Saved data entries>
--

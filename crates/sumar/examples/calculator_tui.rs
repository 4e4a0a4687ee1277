//! Terminal calculator
//!
//! Run with: cargo run --example calculator_tui

use std::io;

use crossterm::{
    event::{self, Event},
    execute,
    terminal::{disable_raw_mode, enable_raw_mode, EnterAlternateScreen, LeaveAlternateScreen},
};
use ratatui::{backend::CrosstermBackend, Terminal};
use sumar::tui::{render, CalculatorApp, InputHandler, KeyAction};

fn main() -> Result<(), Box<dyn std::error::Error>> {
    // Diagnostics go to stderr, controlled by RUST_LOG.
    tracing_subscriber::fmt()
        .with_env_filter(tracing_subscriber::EnvFilter::from_default_env())
        .with_writer(io::stderr)
        .init();

    // Setup terminal
    enable_raw_mode()?;
    let mut stdout = io::stdout();
    execute!(stdout, EnterAlternateScreen)?;
    let backend = CrosstermBackend::new(stdout);
    let mut terminal = Terminal::new(backend)?;

    // Run app
    let result = run_app(&mut terminal);

    // Restore terminal
    disable_raw_mode()?;
    execute!(terminal.backend_mut(), LeaveAlternateScreen)?;
    terminal.show_cursor()?;

    if let Err(err) = result {
        eprintln!("Error: {err}");
    }

    Ok(())
}

fn run_app<B: ratatui::backend::Backend>(
    terminal: &mut Terminal<B>,
) -> Result<(), Box<dyn std::error::Error>> {
    let mut app = CalculatorApp::new();
    let input_handler = InputHandler::new();

    loop {
        terminal.draw(|frame| render(&app, frame))?;

        if let Event::Key(key) = event::read()? {
            match input_handler.handle_key(key) {
                KeyAction::Press(calc_key) => app.press(calc_key),
                KeyAction::Quit => app.quit(),
                KeyAction::None => {}
            }
        }

        if app.should_quit() {
            break;
        }
    }

    Ok(())
}
//! TUI application state
//!
//! A thin shell around the token-buffer engine: it dispatches typed keys,
//! tracks which operator key should render highlighted, and carries the
//! quit flag for the event loop.

use crate::core::buffer::{OperatorPress, TokenBuffer};
use crate::core::key::Key;
use crate::core::token::Operator;

/// Calculator application state
#[derive(Debug, Default)]
pub struct CalculatorApp {
    /// The token-buffer engine
    buffer: TokenBuffer,
    /// The operator whose key renders highlighted
    last_operator: Option<Operator>,
    /// Whether the event loop should exit
    should_quit: bool,
}

impl CalculatorApp {
    /// Creates a fresh calculator
    #[must_use]
    pub fn new() -> Self {
        Self::default()
    }

    /// Returns the display string
    #[must_use]
    pub fn display(&self) -> String {
        self.buffer.display()
    }

    /// Returns the underlying token buffer
    #[must_use]
    pub fn buffer(&self) -> &TokenBuffer {
        &self.buffer
    }

    /// Returns the operator to highlight, if any
    #[must_use]
    pub fn last_operator(&self) -> Option<Operator> {
        self.last_operator
    }

    /// Returns whether the event loop should exit
    #[must_use]
    pub fn should_quit(&self) -> bool {
        self.should_quit
    }

    /// Requests event-loop exit
    pub fn quit(&mut self) {
        self.should_quit = true;
    }

    /// Applies one classified keypress
    pub fn press(&mut self, key: Key) {
        match key {
            Key::Digit(d) => self.buffer.press_digit(d),
            Key::Decimal => self.buffer.press_decimal(),
            Key::Operator(op) => {
                // An ignored press is a no-op end to end; the highlight
                // stays where it was.
                if self.buffer.press_operator(op) == OperatorPress::Applied {
                    self.last_operator = Some(op);
                }
            }
            Key::Equals => {
                self.buffer.press_equals();
                self.last_operator = None;
            }
            Key::Clear => {
                self.buffer.press_clear();
                self.last_operator = None;
            }
        }
    }
}
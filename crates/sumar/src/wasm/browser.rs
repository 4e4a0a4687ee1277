//! Real-browser bindings
//!
//! The wasm-bindgen entry point the page scripts talk to. The page owns the
//! actual DOM; this type owns the engine and hands back plain data (display
//! string, active-operator id, JSON state) for the page to render.

use wasm_bindgen::prelude::*;
use web_sys::console;

use crate::core::buffer::{OperatorPress, TokenBuffer};
use crate::core::key::{classify, Key, RawKey};
use crate::core::token::Operator;
use crate::wasm::keypad::DomKeypad;

/// Browser calculator, exported to JavaScript
#[derive(Debug, Default)]
#[wasm_bindgen]
pub struct BrowserCalculator {
    buffer: TokenBuffer,
    last_operator: Option<Operator>,
}

#[wasm_bindgen]
impl BrowserCalculator {
    /// Creates a new browser calculator
    #[wasm_bindgen(constructor)]
    #[must_use]
    pub fn new() -> Self {
        console_error_panic_hook::set_once();
        Self {
            buffer: TokenBuffer::new(),
            last_operator: None,
        }
    }

    /// The display string
    #[wasm_bindgen(getter)]
    #[must_use]
    pub fn display(&self) -> String {
        self.buffer.display()
    }

    /// Identity of the operator key to highlight, or `null`
    #[wasm_bindgen(getter, js_name = activeOperator)]
    #[must_use]
    pub fn active_operator(&self) -> Option<String> {
        self.last_operator
            .map(|op| Key::Operator(op).id().to_string())
    }

    /// Handles a button click, given the element's id and value attributes
    ///
    /// Returns the new display string. Malformed events are logged to the
    /// console and leave the state untouched.
    #[wasm_bindgen(js_name = pressKey)]
    pub fn press_key(&mut self, id: &str, value: &str) -> String {
        let raw = RawKey::new(id, value);
        match classify(&raw) {
            Ok(key) => self.apply(key),
            Err(error) => {
                console::warn_1(&format!("ignoring keypress: {error}").into());
            }
        }
        self.display()
    }

    /// Handles a keyboard event, given the DOM `key` string
    #[wasm_bindgen(js_name = pressKeyboard)]
    pub fn press_keyboard(&mut self, key: &str) -> String {
        if let Some(key) = DomKeypad::key_from_keyboard(key) {
            self.apply(key);
        }
        self.display()
    }

    fn apply(&mut self, key: Key) {
        match key {
            Key::Digit(d) => self.buffer.press_digit(d),
            Key::Decimal => self.buffer.press_decimal(),
            Key::Operator(op) => {
                if self.buffer.press_operator(op) == OperatorPress::Applied {
                    self.last_operator = Some(op);
                }
            }
            Key::Equals => {
                self.buffer.press_equals();
                self.last_operator = None;
            }
            Key::Clear => {
                self.buffer.press_clear();
                self.last_operator = None;
            }
        }
    }
}
//! Full-frame TUI rendering

use ratatui::{
    buffer::Buffer,
    layout::{Alignment, Constraint, Direction, Layout, Rect},
    style::{Color, Style},
    widgets::{Block, Borders, Paragraph, Widget},
    Frame,
};

use super::app::CalculatorApp;
use super::keypad::KeypadWidget;
use crate::keypad::Keypad;

/// Renders the calculator UI to the frame
pub fn render(app: &CalculatorApp, frame: &mut Frame) {
    let area = frame.area();
    frame.render_widget(CalculatorUi::new(app), area);
}

/// The calculator screen: display on top, keypad below
#[derive(Debug)]
pub struct CalculatorUi<'a> {
    app: &'a CalculatorApp,
    keypad: Keypad,
}

impl<'a> CalculatorUi<'a> {
    /// Creates the screen widget
    #[must_use]
    pub fn new(app: &'a CalculatorApp) -> Self {
        Self {
            app,
            keypad: Keypad::new(),
        }
    }

    fn layout(area: Rect) -> Vec<Rect> {
        Layout::default()
            .direction(Direction::Vertical)
            .margin(1)
            .constraints([
                Constraint::Length(3), // Display
                Constraint::Min(7),    // Keypad
            ])
            .split(area)
            .to_vec()
    }

    fn render_display(&self, area: Rect, buf: &mut Buffer) {
        let display = Paragraph::new(self.app.display())
            .alignment(Alignment::Right)
            .style(Style::default().fg(Color::White))
            .block(
                Block::default()
                    .title(" Display ")
                    .borders(Borders::ALL)
                    .border_style(Style::default().fg(Color::Cyan)),
            );
        display.render(area, buf);
    }
}

impl Widget for CalculatorUi<'_> {
    fn render(self, area: Rect, buf: &mut Buffer) {
        let chunks = Self::layout(area);
        if chunks.len() != 2 {
            return;
        }
        self.render_display(chunks[0], buf);
        KeypadWidget::new(&self.keypad)
            .active(self.app.last_operator())
            .render(chunks[1], buf);
    }
}
//! Keypad widget for the TUI
//!
//! Renders the shared seventeen-key layout as a bordered grid. The most
//! recently pressed operator renders inverted until another operator press
//! or a clear supersedes it.

use ratatui::{
    buffer::Buffer,
    layout::Rect,
    style::{Color, Modifier, Style},
    text::Span,
    widgets::{Block, Borders, Widget},
};

use crate::core::key::Key;
use crate::core::token::Operator;
use crate::keypad::{KeyDef, Keypad, COLS, ROWS};

/// Keypad widget
#[derive(Debug)]
pub struct KeypadWidget<'a> {
    keypad: &'a Keypad,
    active: Option<Operator>,
}

impl<'a> KeypadWidget<'a> {
    /// Creates a keypad widget with no operator highlighted
    #[must_use]
    pub fn new(keypad: &'a Keypad) -> Self {
        Self {
            keypad,
            active: None,
        }
    }

    /// Highlights the given operator's key
    #[must_use]
    pub fn active(mut self, active: Option<Operator>) -> Self {
        self.active = active;
        self
    }

    fn key_style(&self, def: &KeyDef) -> Style {
        if let Key::Operator(op) = def.key {
            if self.active == Some(op) {
                return Style::default()
                    .fg(Color::Black)
                    .bg(Color::Yellow)
                    .add_modifier(Modifier::BOLD);
            }
        }
        match def.key {
            Key::Digit(_) => Style::default().fg(Color::White),
            Key::Operator(_) => Style::default().fg(Color::Yellow),
            Key::Equals => Style::default().fg(Color::Green),
            Key::Clear => Style::default().fg(Color::Red),
            Key::Decimal => Style::default().fg(Color::Cyan),
        }
    }
}

impl Widget for KeypadWidget<'_> {
    fn render(self, area: Rect, buf: &mut Buffer) {
        Block::default()
            .title(" Keypad ")
            .borders(Borders::ALL)
            .border_style(Style::default().fg(Color::Cyan))
            .render(area, buf);

        let inner = Rect {
            x: area.x + 1,
            y: area.y + 1,
            width: area.width.saturating_sub(2),
            height: area.height.saturating_sub(2),
        };

        if (inner.width as usize) < COLS || (inner.height as usize) < ROWS {
            return; // Too small to render
        }

        let cell_w = inner.width / COLS as u16;
        let cell_h = inner.height / ROWS as u16;

        for def in self.keypad.keys() {
            let x = inner.x + def.col as u16 * cell_w;
            let y = inner.y + def.row as u16 * cell_h;
            let w = def.col_span as u16 * cell_w;
            let h = def.row_span as u16 * cell_h;

            let label = format!("[{}]", def.key.value());
            let label_x = x + w.saturating_sub(label.len() as u16) / 2;
            let label_y = y + h / 2;

            if label_y < inner.y + inner.height && label_x < inner.x + inner.width {
                buf.set_span(
                    label_x,
                    label_y,
                    &Span::styled(label, self.key_style(def)),
                    w,
                );
            }
        }
    }
}

#[cfg(test)]
mod tests {
    use super::*;

    fn rendered_content(widget: KeypadWidget<'_>, area: Rect) -> String {
        let mut buf = Buffer::empty(area);
        widget.render(area, &mut buf);
        buf.content().iter().map(ratatui::buffer::Cell::symbol).collect()
    }

    #[test]
    fn test_render_contains_all_labels() {
        let keypad = Keypad::new();
        let area = Rect::new(0, 0, 30, 14);
        let content = rendered_content(KeypadWidget::new(&keypad), area);

        assert!(content.contains("Keypad"));
        assert!(content.contains("[AC]"));
        for glyph in ["7", "0", "+", "-", "*", "/", ".", "="] {
            assert!(
                content.contains(&format!("[{glyph}]")),
                "missing key [{glyph}]"
            );
        }
    }

    #[test]
    fn test_render_with_active_operator() {
        let keypad = Keypad::new();
        let area = Rect::new(0, 0, 30, 14);
        let content = rendered_content(
            KeypadWidget::new(&keypad).active(Some(Operator::Add)),
            area,
        );
        assert!(content.contains("[+]"));
    }

    #[test]
    fn test_render_small_area_does_not_panic() {
        let keypad = Keypad::new();
        let area = Rect::new(0, 0, 4, 3);
        let _ = rendered_content(KeypadWidget::new(&keypad), area);
    }

    #[test]
    fn test_active_operator_style_inverts() {
        let keypad = Keypad::new();
        let widget = KeypadWidget::new(&keypad).active(Some(Operator::Multiply));
        let def = keypad.find_by_id("multiply").unwrap();
        let style = widget.key_style(def);
        assert_eq!(style.bg, Some(Color::Yellow));
        assert_eq!(style.fg, Some(Color::Black));
    }

    #[test]
    fn test_inactive_operator_style() {
        let keypad = Keypad::new();
        let widget = KeypadWidget::new(&keypad).active(Some(Operator::Multiply));
        let def = keypad.find_by_id("add").unwrap();
        let style = widget.key_style(def);
        assert_eq!(style.fg, Some(Color::Yellow));
        assert_eq!(style.bg, None);
    }
}
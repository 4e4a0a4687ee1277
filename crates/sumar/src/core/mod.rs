//! Core calculator logic
//!
//! Everything the frontends share: token types, the keystroke
//! classification boundary, the token-buffer engine, and the
//! left-to-right reduction.

pub mod buffer;
pub mod key;
pub mod reduce;
pub mod token;

pub use buffer::{OperatorPress, TokenBuffer};
pub use key::{classify, Key, KeyEventError, RawKey};
pub use reduce::{calculate, format_number, parse_number, reduce};
pub use token::{Operator, Token};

--

TASK> Wherever a line above includes the string "apply", count it; give only the final tally.

OUTPUT BELOW> 3